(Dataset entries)

# # # # # # #

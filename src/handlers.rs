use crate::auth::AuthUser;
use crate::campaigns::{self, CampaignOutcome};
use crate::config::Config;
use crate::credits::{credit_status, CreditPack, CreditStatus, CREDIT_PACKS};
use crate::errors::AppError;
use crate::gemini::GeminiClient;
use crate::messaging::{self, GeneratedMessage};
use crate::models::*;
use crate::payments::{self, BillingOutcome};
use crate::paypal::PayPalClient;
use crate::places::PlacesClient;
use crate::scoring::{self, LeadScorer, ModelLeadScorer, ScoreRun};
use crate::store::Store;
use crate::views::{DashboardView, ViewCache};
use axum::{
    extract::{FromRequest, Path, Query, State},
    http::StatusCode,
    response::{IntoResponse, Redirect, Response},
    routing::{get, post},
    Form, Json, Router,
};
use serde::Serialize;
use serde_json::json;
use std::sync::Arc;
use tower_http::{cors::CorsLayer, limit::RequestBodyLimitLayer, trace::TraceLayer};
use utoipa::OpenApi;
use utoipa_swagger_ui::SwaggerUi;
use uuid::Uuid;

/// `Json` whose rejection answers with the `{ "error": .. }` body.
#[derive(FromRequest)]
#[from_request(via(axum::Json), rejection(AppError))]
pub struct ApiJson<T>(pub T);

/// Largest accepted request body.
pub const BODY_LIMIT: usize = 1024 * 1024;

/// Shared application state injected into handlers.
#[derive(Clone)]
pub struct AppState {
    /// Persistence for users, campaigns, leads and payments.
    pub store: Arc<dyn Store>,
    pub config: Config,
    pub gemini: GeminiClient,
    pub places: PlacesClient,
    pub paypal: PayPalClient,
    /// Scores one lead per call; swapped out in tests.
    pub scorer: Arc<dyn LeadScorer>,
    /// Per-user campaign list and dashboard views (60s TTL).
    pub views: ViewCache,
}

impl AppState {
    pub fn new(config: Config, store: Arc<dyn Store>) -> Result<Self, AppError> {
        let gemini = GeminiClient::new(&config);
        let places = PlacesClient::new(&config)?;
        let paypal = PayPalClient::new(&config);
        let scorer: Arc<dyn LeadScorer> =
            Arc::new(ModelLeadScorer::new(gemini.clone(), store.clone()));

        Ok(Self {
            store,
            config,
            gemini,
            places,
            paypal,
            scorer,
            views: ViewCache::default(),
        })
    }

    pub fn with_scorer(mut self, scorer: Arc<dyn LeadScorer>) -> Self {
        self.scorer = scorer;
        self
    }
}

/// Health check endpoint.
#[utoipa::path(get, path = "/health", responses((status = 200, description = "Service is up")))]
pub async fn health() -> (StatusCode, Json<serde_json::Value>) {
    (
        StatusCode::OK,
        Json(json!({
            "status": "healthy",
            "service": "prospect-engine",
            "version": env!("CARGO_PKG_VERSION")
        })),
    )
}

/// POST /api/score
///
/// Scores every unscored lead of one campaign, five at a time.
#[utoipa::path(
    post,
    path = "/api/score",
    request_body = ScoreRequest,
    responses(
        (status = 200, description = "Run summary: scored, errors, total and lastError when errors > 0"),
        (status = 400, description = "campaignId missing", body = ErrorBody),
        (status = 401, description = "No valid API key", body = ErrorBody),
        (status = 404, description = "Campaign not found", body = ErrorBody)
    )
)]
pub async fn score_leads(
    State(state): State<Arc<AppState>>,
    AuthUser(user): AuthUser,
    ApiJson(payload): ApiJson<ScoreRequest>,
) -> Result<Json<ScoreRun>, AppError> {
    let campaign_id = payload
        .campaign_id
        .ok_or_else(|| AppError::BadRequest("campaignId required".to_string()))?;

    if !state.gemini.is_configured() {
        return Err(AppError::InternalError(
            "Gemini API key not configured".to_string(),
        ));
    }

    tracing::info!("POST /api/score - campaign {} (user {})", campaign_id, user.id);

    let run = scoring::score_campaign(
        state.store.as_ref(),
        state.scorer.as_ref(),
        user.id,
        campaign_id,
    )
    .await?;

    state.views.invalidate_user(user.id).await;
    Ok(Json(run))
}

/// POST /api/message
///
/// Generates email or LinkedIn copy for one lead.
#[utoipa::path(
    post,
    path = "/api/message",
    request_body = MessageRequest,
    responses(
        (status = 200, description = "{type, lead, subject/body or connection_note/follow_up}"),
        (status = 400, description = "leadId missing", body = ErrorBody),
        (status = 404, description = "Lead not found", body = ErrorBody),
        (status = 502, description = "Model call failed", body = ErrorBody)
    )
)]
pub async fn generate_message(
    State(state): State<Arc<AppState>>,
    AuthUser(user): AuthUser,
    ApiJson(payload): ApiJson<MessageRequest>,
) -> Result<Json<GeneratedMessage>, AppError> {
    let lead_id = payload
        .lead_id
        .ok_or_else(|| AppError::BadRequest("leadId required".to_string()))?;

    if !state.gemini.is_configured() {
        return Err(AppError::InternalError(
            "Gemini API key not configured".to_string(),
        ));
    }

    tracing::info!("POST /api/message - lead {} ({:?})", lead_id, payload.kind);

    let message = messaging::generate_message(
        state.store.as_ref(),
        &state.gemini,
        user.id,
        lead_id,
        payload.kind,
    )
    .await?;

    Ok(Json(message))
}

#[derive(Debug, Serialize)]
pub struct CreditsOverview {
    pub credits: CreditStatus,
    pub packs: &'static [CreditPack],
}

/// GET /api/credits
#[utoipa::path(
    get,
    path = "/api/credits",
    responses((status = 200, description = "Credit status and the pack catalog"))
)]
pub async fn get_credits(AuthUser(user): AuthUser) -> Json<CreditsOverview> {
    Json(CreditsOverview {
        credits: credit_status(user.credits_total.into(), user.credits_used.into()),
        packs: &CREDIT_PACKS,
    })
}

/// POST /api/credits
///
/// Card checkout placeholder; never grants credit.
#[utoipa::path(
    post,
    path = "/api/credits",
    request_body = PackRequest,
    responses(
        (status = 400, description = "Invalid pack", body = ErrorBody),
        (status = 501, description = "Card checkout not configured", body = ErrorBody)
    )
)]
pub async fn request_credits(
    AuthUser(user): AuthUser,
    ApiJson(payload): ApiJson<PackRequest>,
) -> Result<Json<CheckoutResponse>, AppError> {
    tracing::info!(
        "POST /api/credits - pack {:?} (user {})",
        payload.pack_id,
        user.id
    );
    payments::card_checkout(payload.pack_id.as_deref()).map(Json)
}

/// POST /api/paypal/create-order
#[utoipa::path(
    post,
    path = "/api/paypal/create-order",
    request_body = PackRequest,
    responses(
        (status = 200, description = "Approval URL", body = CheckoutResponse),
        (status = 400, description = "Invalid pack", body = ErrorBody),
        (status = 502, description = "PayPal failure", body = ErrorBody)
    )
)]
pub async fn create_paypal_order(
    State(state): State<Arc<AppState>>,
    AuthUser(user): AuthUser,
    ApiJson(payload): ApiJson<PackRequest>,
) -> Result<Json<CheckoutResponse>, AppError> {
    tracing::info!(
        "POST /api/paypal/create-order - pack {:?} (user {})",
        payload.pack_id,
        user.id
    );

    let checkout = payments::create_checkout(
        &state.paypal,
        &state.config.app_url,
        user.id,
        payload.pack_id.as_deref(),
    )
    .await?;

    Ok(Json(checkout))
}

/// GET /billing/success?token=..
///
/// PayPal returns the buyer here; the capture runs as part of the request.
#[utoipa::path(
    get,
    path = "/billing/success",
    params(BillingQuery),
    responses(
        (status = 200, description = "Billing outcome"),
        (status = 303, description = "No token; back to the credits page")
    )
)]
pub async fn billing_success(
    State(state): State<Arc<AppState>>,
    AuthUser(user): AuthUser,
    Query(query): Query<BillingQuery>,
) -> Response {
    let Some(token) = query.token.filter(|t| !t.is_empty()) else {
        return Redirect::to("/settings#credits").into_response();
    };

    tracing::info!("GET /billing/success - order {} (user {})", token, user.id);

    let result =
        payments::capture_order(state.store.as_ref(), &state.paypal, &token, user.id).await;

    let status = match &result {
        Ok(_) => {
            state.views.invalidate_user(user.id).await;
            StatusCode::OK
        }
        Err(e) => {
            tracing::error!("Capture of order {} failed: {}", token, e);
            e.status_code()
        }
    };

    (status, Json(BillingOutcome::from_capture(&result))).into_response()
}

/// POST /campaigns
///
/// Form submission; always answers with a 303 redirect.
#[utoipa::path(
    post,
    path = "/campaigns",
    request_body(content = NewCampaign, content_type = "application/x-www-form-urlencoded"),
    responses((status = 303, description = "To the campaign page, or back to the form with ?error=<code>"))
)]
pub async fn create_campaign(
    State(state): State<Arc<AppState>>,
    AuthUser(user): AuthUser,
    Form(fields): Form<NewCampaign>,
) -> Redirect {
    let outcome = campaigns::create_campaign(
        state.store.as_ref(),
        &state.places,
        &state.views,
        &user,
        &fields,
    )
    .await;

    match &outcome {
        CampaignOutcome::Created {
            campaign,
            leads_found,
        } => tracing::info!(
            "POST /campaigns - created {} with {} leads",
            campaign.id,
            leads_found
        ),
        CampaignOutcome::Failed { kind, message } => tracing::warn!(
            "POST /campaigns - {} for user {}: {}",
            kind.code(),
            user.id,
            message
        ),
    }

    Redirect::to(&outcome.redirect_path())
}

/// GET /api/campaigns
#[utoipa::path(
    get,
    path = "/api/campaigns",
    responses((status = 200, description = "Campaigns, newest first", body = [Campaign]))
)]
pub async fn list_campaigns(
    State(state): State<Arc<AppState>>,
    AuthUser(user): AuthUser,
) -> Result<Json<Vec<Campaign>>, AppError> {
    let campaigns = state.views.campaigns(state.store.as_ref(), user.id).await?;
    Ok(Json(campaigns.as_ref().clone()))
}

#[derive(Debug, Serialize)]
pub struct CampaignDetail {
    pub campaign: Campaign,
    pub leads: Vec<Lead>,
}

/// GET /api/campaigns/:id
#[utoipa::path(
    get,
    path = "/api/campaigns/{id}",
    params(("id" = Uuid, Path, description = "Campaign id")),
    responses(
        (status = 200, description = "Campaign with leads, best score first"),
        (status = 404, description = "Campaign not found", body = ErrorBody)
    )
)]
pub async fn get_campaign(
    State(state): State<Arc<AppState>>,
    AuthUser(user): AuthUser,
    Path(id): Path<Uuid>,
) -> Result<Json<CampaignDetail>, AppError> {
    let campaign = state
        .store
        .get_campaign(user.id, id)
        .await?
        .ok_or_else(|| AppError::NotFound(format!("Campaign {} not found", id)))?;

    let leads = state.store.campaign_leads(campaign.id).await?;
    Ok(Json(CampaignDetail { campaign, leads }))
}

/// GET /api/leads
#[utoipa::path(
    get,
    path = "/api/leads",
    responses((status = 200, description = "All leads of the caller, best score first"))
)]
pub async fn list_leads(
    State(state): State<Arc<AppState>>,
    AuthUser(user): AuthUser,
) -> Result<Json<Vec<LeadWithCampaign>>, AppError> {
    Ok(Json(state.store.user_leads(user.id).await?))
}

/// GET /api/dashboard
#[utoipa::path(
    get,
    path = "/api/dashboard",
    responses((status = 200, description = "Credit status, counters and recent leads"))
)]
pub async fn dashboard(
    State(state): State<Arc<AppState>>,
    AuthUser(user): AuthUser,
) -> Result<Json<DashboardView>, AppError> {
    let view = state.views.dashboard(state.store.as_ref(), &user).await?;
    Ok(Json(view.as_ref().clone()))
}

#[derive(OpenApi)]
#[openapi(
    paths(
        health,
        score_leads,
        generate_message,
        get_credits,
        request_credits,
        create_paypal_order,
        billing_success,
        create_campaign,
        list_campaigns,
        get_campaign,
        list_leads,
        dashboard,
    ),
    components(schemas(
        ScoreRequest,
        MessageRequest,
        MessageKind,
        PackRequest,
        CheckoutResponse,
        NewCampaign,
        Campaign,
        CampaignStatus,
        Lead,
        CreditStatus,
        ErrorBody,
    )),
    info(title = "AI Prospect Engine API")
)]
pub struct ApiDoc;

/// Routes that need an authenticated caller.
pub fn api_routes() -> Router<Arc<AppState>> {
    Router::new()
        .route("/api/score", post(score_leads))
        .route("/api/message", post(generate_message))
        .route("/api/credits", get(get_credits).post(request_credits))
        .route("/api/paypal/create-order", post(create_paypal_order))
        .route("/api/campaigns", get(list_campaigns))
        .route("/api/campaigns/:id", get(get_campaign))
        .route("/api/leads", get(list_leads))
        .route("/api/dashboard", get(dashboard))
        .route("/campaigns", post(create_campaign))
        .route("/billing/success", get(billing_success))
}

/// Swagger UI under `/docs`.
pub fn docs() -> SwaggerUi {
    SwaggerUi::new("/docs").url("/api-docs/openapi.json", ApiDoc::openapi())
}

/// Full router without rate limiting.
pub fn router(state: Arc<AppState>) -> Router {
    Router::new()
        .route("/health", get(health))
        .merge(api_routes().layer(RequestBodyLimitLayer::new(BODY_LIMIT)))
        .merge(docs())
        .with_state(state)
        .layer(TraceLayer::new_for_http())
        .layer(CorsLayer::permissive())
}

# # # # # # #

From the entries above, give again exactly the lines running from the line with "let scorer: Arc<dyn" to the line with "pub fn with_scorer(mut"; include both of those lines.

=== RESPONSE BOX ===
        let scorer: Arc<dyn LeadScorer> =
            Arc::new(ModelLeadScorer::new(gemini.clone(), store.clone()));

        Ok(Self {
            store,
            config,
            gemini,
            places,
            paypal,
            scorer,
            views: ViewCache::default(),
        })
    }

    pub fn with_scorer(mut self, scorer: Arc<dyn LeadScorer>) -> Self {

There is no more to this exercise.